=== WHAT YOU ARE ASKED TO DO ===
Give again, word for word, every line below from the one that has "for one file" through the one that has "an existing cache", both included, and no others.

=== THE DATA ===
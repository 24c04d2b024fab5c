// SPDX-License-Identifier: MIT
// SPDX-FileCopyrightText: 2025 Jonathan D. A. Jewell <hyperpolymath>

//! Variation-suffix stripping and display casing

/// Split trailing variation markers off an underscore-joined name.
///
/// Repeatedly removes a trailing number (`_01`), a bare alt marker
/// (`_alt`) or a numbered alt marker (`_alt01`), which covers the
/// `_alt_<N>`, `_<N>_alt` and `_<N>` layouts in any combination. The first
/// token is never removed. Returns the base and the removed suffix.
pub fn split_variation(raw: &str) -> (&str, Option<&str>) {
    let mut end = raw.len();

    while let Some(idx) = raw[..end].rfind('_') {
        if idx == 0 || !is_variation_token(&raw[idx + 1..end]) {
            break;
        }
        end = idx;
    }

    let suffix = raw[end..].trim_start_matches('_');
    let suffix = if suffix.is_empty() { None } else { Some(suffix) };
    (&raw[..end], suffix)
}

/// Base name with every trailing variation marker removed
pub fn strip_variation(raw: &str) -> &str {
    split_variation(raw).0
}

/// Whether every token of `raw` is a variation marker
pub fn is_variation_only(raw: &str) -> bool {
    !raw.is_empty() && raw.split('_').all(is_variation_token)
}

fn is_variation_token(token: &str) -> bool {
    if token.is_empty() {
        return false;
    }
    if token.bytes().all(|b| b.is_ascii_digit()) {
        return true;
    }
    match token.strip_prefix("alt") {
        Some(rest) => rest.bytes().all(|b| b.is_ascii_digit()),
        None => false,
    }
}

/// Underscores to spaces, surrounding whitespace trimmed
pub fn humanize(raw: &str) -> String {
    raw.split('_')
        .filter(|t| !t.is_empty())
        .collect::<Vec<_>>()
        .join(" ")
}

/// Uppercase the first character, leaving the rest untouched
pub fn capitalize_first(s: &str) -> String {
    let mut chars = s.chars();
    match chars.next() {
        Some(first) => first.to_uppercase().chain(chars).collect(),
        None => String::new(),
    }
}

/// Sentence case: first character upper, the rest lower
pub fn sentence_case(s: &str) -> String {
    let mut chars = s.chars();
    match chars.next() {
        Some(first) => first
            .to_uppercase()
            .chain(chars.flat_map(char::to_lowercase))
            .collect(),
        None => String::new(),
    }
}
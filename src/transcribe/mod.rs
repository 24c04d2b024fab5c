// SPDX-License-Identifier: MIT
// SPDX-FileCopyrightText: 2025 Jonathan D. A. Jewell <hyperpolymath>

//! Stage three: transcribe every file the tree references
//!
//! Unique leaf identifiers become jobs. A fixed pool of tokio tasks, each
//! holding its own [`Transcriber`], pulls jobs from a shared cursor. Once
//! every job has finished, the tree is rewritten in a single sequential
//! [`transform`] pass; a failed file keeps its previous entry.

pub mod store;
pub mod whisper;

use async_trait::async_trait;
use futures_util::future::join_all;
use serde::{Deserialize, Serialize};
use std::collections::{HashMap, HashSet};
use std::path::{Path, PathBuf};
use std::sync::atomic::{AtomicUsize, Ordering};
use std::sync::Arc;
use tracing::{debug, info, warn};

use crate::classify::suffix::sentence_case;
use crate::metadata::file_date;
use crate::tree::transform::{flatten, transform};
use crate::tree::{CategoryTree, LeafEntry, LeafRecord};
use crate::{OrganizerError, Result};
use store::{cache_path, read_cache, write_cache, CachedTranscript};

/// One timed piece of a transcript
#[derive(Debug, Clone, PartialEq, Serialize, Deserialize)]
pub struct Segment {
    pub start: f64,
    pub end: f64,
    pub text: String,
    /// 1-based position within the transcript
    #[serde(default)]
    pub part: usize,
}

/// Service output for one file
#[derive(Debug, Clone, PartialEq)]
pub struct Transcript {
    pub text: String,
    pub segments: Vec<Segment>,
}

/// Speech-to-text backend. Each worker owns one instance.
#[async_trait]
pub trait Transcriber: Send + Sync {
    async fn transcribe(&self, path: &Path) -> Result<Transcript>;
}

#[derive(Debug, Clone)]
pub struct TranscribeOptions {
    /// Folder that leaf identifiers are relative to
    pub source: PathBuf,
    /// Where `<filename>.json` caches live; defaults to `source`
    pub cache_dir: Option<PathBuf>,
    /// Ignore existing caches
    pub force: bool,
    pub workers: usize,
}

impl TranscribeOptions {
    fn cache_dir(&self) -> &Path {
        self.cache_dir.as_deref().unwrap_or(&self.source)
    }
}

#[derive(Debug, Clone, Copy, Default, PartialEq, Eq, Serialize)]
pub struct TranscribeStats {
    pub successful: usize,
    /// Served from an existing cache
    pub skipped: usize,
    pub failed: usize,
    pub total: usize,
}

#[derive(Debug)]
enum Outcome {
    Transcribed(CachedTranscript),
    Cached(CachedTranscript),
    Failed(String),
}

/// Transcribe every unique file in `tree` and attach the results.
///
/// `make_client` is called once per worker before any job starts, so a
/// client that cannot be built aborts the run up front.
pub async fn transcribe_tree<T, F>(
    tree: CategoryTree,
    options: &TranscribeOptions,
    mut make_client: F,
) -> Result<(CategoryTree, TranscribeStats)>
where
    T: Transcriber + 'static,
    F: FnMut() -> Result<T>,
{
    let jobs = unique_identifiers(&tree);
    let mut stats = TranscribeStats {
        total: jobs.len(),
        ..TranscribeStats::default()
    };
    if jobs.is_empty() {
        info!("No files to transcribe");
        return Ok((tree, stats));
    }

    let cache_dir = options.cache_dir().to_path_buf();
    std::fs::create_dir_all(&cache_dir).map_err(|e| OrganizerError::io(&cache_dir, e))?;

    let worker_count = options.workers.clamp(1, jobs.len());
    info!(
        "Transcribing {} unique files with {} workers",
        jobs.len(),
        worker_count
    );

    let jobs = Arc::new(jobs);
    let cursor = Arc::new(AtomicUsize::new(0));
    let context = Arc::new(JobContext {
        source: options.source.clone(),
        cache_dir,
        force: options.force,
    });

    let clients = (0..worker_count)
        .map(|_| make_client())
        .collect::<Result<Vec<T>>>()?;

    let mut handles = Vec::with_capacity(worker_count);
    for (worker, client) in clients.into_iter().enumerate() {
        let jobs = Arc::clone(&jobs);
        let cursor = Arc::clone(&cursor);
        let context = Arc::clone(&context);

        handles.push(tokio::spawn(async move {
            let mut done = Vec::new();
            loop {
                let idx = cursor.fetch_add(1, Ordering::Relaxed);
                let Some(identifier) = jobs.get(idx) else {
                    break;
                };
                debug!("Worker {} processing {}/{}: {}", worker, idx + 1, jobs.len(), identifier);
                done.push((idx, context.run(&client, identifier).await));
            }
            done
        }));
    }

    let mut results: HashMap<String, CachedTranscript> = HashMap::new();
    for handle in join_all(handles).await {
        let done = handle.map_err(|e| OrganizerError::Transcription(format!("Worker task failed: {}", e)))?;
        for (idx, outcome) in done {
            match outcome {
                Outcome::Transcribed(cached) => {
                    stats.successful += 1;
                    results.insert(jobs[idx].clone(), cached);
                }
                Outcome::Cached(cached) => {
                    stats.skipped += 1;
                    results.insert(jobs[idx].clone(), cached);
                }
                Outcome::Failed(reason) => {
                    stats.failed += 1;
                    warn!("{}", reason);
                }
            }
        }
    }

    let tree = transform(tree, |entry| match results.get(entry.identifier()) {
        Some(cached) => with_transcription(entry, cached, &options.source),
        None => entry,
    });

    info!(
        "Transcription complete: {} transcribed, {} skipped (cached), {} failed, {} total",
        stats.successful, stats.skipped, stats.failed, stats.total
    );
    Ok((tree, stats))
}

struct JobContext {
    source: PathBuf,
    cache_dir: PathBuf,
    force: bool,
}

impl JobContext {
    async fn run<T: Transcriber>(&self, client: &T, identifier: &str) -> Outcome {
        let cache = cache_path(&self.cache_dir, identifier);

        if !self.force && cache.is_file() {
            match read_cache(&cache) {
                Ok(cached) => {
                    debug!("Skipping {} (already transcribed)", identifier);
                    return Outcome::Cached(cached);
                }
                Err(e) => warn!(
                    "Error reading existing transcription for {}, will reprocess: {}",
                    identifier, e
                ),
            }
        }

        let audio = self.source.join(identifier);
        if !audio.is_file() {
            return Outcome::Failed(format!("File not found: {}", audio.display()));
        }

        let transcript = match client.transcribe(&audio).await {
            Ok(transcript) => transcript,
            Err(e) => return Outcome::Failed(format!("Error transcribing {}: {}", identifier, e)),
        };

        let cached = CachedTranscript::new(voiceline_id(identifier), transcript);
        if let Err(e) = write_cache(&cache, &cached) {
            warn!("Could not write transcript cache for {}: {}", identifier, e);
        }
        Outcome::Transcribed(cached)
    }
}

/// Leaf identifiers in document order, first occurrence only
fn unique_identifiers(tree: &CategoryTree) -> Vec<String> {
    let mut seen = HashSet::new();
    flatten(tree)
        .into_iter()
        .map(LeafEntry::identifier)
        .filter(|id| seen.insert(*id))
        .map(String::from)
        .collect()
}

/// File name without its last extension
fn voiceline_id(identifier: &str) -> String {
    let name = identifier.rsplit('/').next().unwrap_or(identifier);
    match name.rfind('.') {
        Some(idx) if idx > 0 => name[..idx].to_string(),
        _ => name.to_string(),
    }
}

fn with_transcription(entry: LeafEntry, cached: &CachedTranscript, source: &Path) -> LeafEntry {
    let date = match &entry {
        LeafEntry::Record(record) if record.date.is_some() => record.date.clone(),
        _ => file_date(&source.join(entry.identifier())),
    };
    let mut record = LeafRecord::new(entry.identifier());
    record.date = date;
    record.voiceline_id = Some(cached.voiceline_id.clone());
    record.transcription = Some(sentence_case_if_all_caps(&cached.text()));
    LeafEntry::Record(record)
}

/// `"HELLO THERE"` becomes `"Hello there"`; leading whitespace and any
/// text with lowercase letters are left alone
pub fn sentence_case_if_all_caps(text: &str) -> String {
    let trimmed = text.trim_start();
    let has_cased = trimmed.chars().any(char::is_alphabetic);
    if !has_cased || trimmed.chars().any(char::is_lowercase) {
        return text.to_string();
    }
    let leading = &text[..text.len() - trimmed.len()];
    format!("{}{}", leading, sentence_case(trimmed))
}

=== RESULT OF THE TASK ===
/// Service output for one file
#[derive(Debug, Clone, PartialEq)]
pub struct Transcript {
    pub text: String,
    pub segments: Vec<Segment>,
}

/// Speech-to-text backend. Each worker owns one instance.
#[async_trait]
pub trait Transcriber: Send + Sync {
    async fn transcribe(&self, path: &Path) -> Result<Transcript>;
}

#[derive(Debug, Clone)]
pub struct TranscribeOptions {
    /// Folder that leaf identifiers are relative to
    pub source: PathBuf,
    /// Where `<filename>.json` caches live; defaults to `source`
    pub cache_dir: Option<PathBuf>,
    /// Ignore existing caches
    pub force: bool,
    pub workers: usize,
}

impl TranscribeOptions {
    fn cache_dir(&self) -> &Path {
        self.cache_dir.as_deref().unwrap_or(&self.source)
    }
}

#[derive(Debug, Clone, Copy, Default, PartialEq, Eq, Serialize)]
pub struct TranscribeStats {
    pub successful: usize,
    /// Served from an existing cache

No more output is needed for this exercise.